How to complete this task
Which of the lines below hold the word "ExpenseBinding"? Pull each of them out.

Dataset entries
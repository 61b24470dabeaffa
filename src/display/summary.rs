//! Summary and validation formatting for terminal output

use tabled::settings::object::Columns;
use tabled::settings::{Alignment, Modify, Style};
use tabled::{Table, Tabled};

use crate::currency::{format_percentage, CurrencyFormat};
use crate::services::{Summary, ValidationReport};
use crate::submission::SurveyResponse;

#[derive(Tabled)]
struct SummaryRow {
    #[tabled(rename = "Item")]
    item: String,
    #[tabled(rename = "Amount")]
    amount: String,
}

impl SummaryRow {
    fn new(item: impl Into<String>, amount: String) -> Self {
        Self {
            item: item.into(),
            amount,
        }
    }
}

/// Format the income/expense summary as a table
pub fn format_summary(summary: &Summary, currency: &CurrencyFormat) -> String {
    if !summary.is_visible() {
        return "No income or expenses entered.".to_string();
    }

    let mut rows = vec![SummaryRow::new("Income", currency.format(summary.income))];
    rows.extend(summary.included.iter().map(|(category, amount)| {
        SummaryRow::new(format!("  {}", category.label()), currency.format(*amount))
    }));
    rows.push(SummaryRow::new(
        "Total Expenses",
        currency.format(summary.total_expenses),
    ));
    rows.push(SummaryRow::new("Balance", currency.format(summary.balance)));
    rows.push(SummaryRow::new("Expense Ratio", format_percentage(summary.ratio)));

    Table::new(rows)
        .with(Style::rounded())
        .with(Modify::new(Columns::single(1)).with(Alignment::right()))
        .to_string()
}

/// Format the outcome of whole-form validation
pub fn format_issues(report: &ValidationReport) -> String {
    if report.is_valid() {
        return "All checks passed.".to_string();
    }

    let mut output = String::from("Submission blocked:\n");
    for message in report.messages() {
        output.push_str(&format!("  - {}\n", message));
    }
    output
}

/// Format the derived metrics of a completed response
pub fn format_response(response: &SurveyResponse, currency: &CurrencyFormat) -> String {
    let mut output = String::new();
    output.push_str(&format!("Response:         {}\n", response.response_id));
    output.push_str(&format!(
        "Savings:          {}\n",
        currency.format(response.savings())
    ));
    if let Some((category, amount)) = response.highest_expense_category() {
        output.push_str(&format!(
            "Largest expense:  {} ({})\n",
            category.label(),
            currency.format(amount)
        ));
    }
    output.push_str(&format!(
        "Health score:     {}/100\n",
        response.financial_health_score()
    ));
    if response.is_overspending() {
        output.push_str("Warning: expenses exceed income\n");
    }
    output
}

#[cfg(test)]
mod tests {
    use super::*;
    use crate::models::{ExpenseCategory, FormState};
    use crate::services::{compute_summary, validate_form};

    #[test]
    fn test_format_summary_table() {
        let state = FormState::default()
            .with_income("1000")
            .with_expense(ExpenseCategory::Utilities, "200");
        let output = format_summary(&compute_summary(&state), &CurrencyFormat::default());

        assert!(output.contains("Income"));
        assert!(output.contains("$1,000.00"));
        assert!(output.contains("Utilities"));
        assert!(output.contains("$800.00"));
        assert!(output.contains("20.0%"));
    }

    #[test]
    fn test_format_empty_summary() {
        let output = format_summary(&Summary::default(), &CurrencyFormat::default());
        assert_eq!(output, "No income or expenses entered.");
    }

    #[test]
    fn test_format_issues() {
        let report = validate_form(&FormState::default().with_age("15"));
        let output = format_issues(&report);
        assert!(output.starts_with("Submission blocked:"));
        assert!(output.contains("  - Age must be between 18 and 120"));
        assert!(output.contains("  - Please select at least one expense category"));
    }
}
//! Expense field enablement
//!
//! Ties each category checkbox to its amount input: a checked box makes the
//! amount editable and focused, an unchecked box disables and clears it.

use crate::document::{ExpenseBinding, Marker, Patch, PatchOp};

/// Changes that bring the amount field in line with its checkbox
pub fn sync_amount_field(binding: &ExpenseBinding, checked: bool) -> Patch {
    let mut patch = Patch::new();
    let amount = binding.amount;

    if checked {
        patch.push(PatchOp::SetDisabled {
            target: amount,
            disabled: false,
        });
        patch.push(PatchOp::Focus(amount));
        patch.push(PatchOp::AddContainerMarker {
            target: amount,
            marker: Marker::ExpenseEnabled,
        });
    } else {
        patch.push(PatchOp::SetDisabled {
            target: amount,
            disabled: true,
        });
        patch.push(PatchOp::SetValue {
            target: amount,
            value: String::new(),
        });
        patch.push(PatchOp::RemoveContainerMarker {
            target: amount,
            marker: Marker::ExpenseEnabled,
        });
    }

    patch
}

/// Clear an amount typed while its checkbox is unchecked
pub fn clear_unless_checked(binding: &ExpenseBinding, checked: bool) -> Patch {
    let mut patch = Patch::new();
    if !checked {
        patch.push(PatchOp::SetValue {
            target: binding.amount,
            value: String::new(),
        });
    }
    patch
}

Solution to this task
use crate::document::{ExpenseBinding, Marker, Patch, PatchOp};
pub fn sync_amount_field(binding: &ExpenseBinding, checked: bool) -> Patch {
pub fn clear_unless_checked(binding: &ExpenseBinding, checked: bool) -> Patch {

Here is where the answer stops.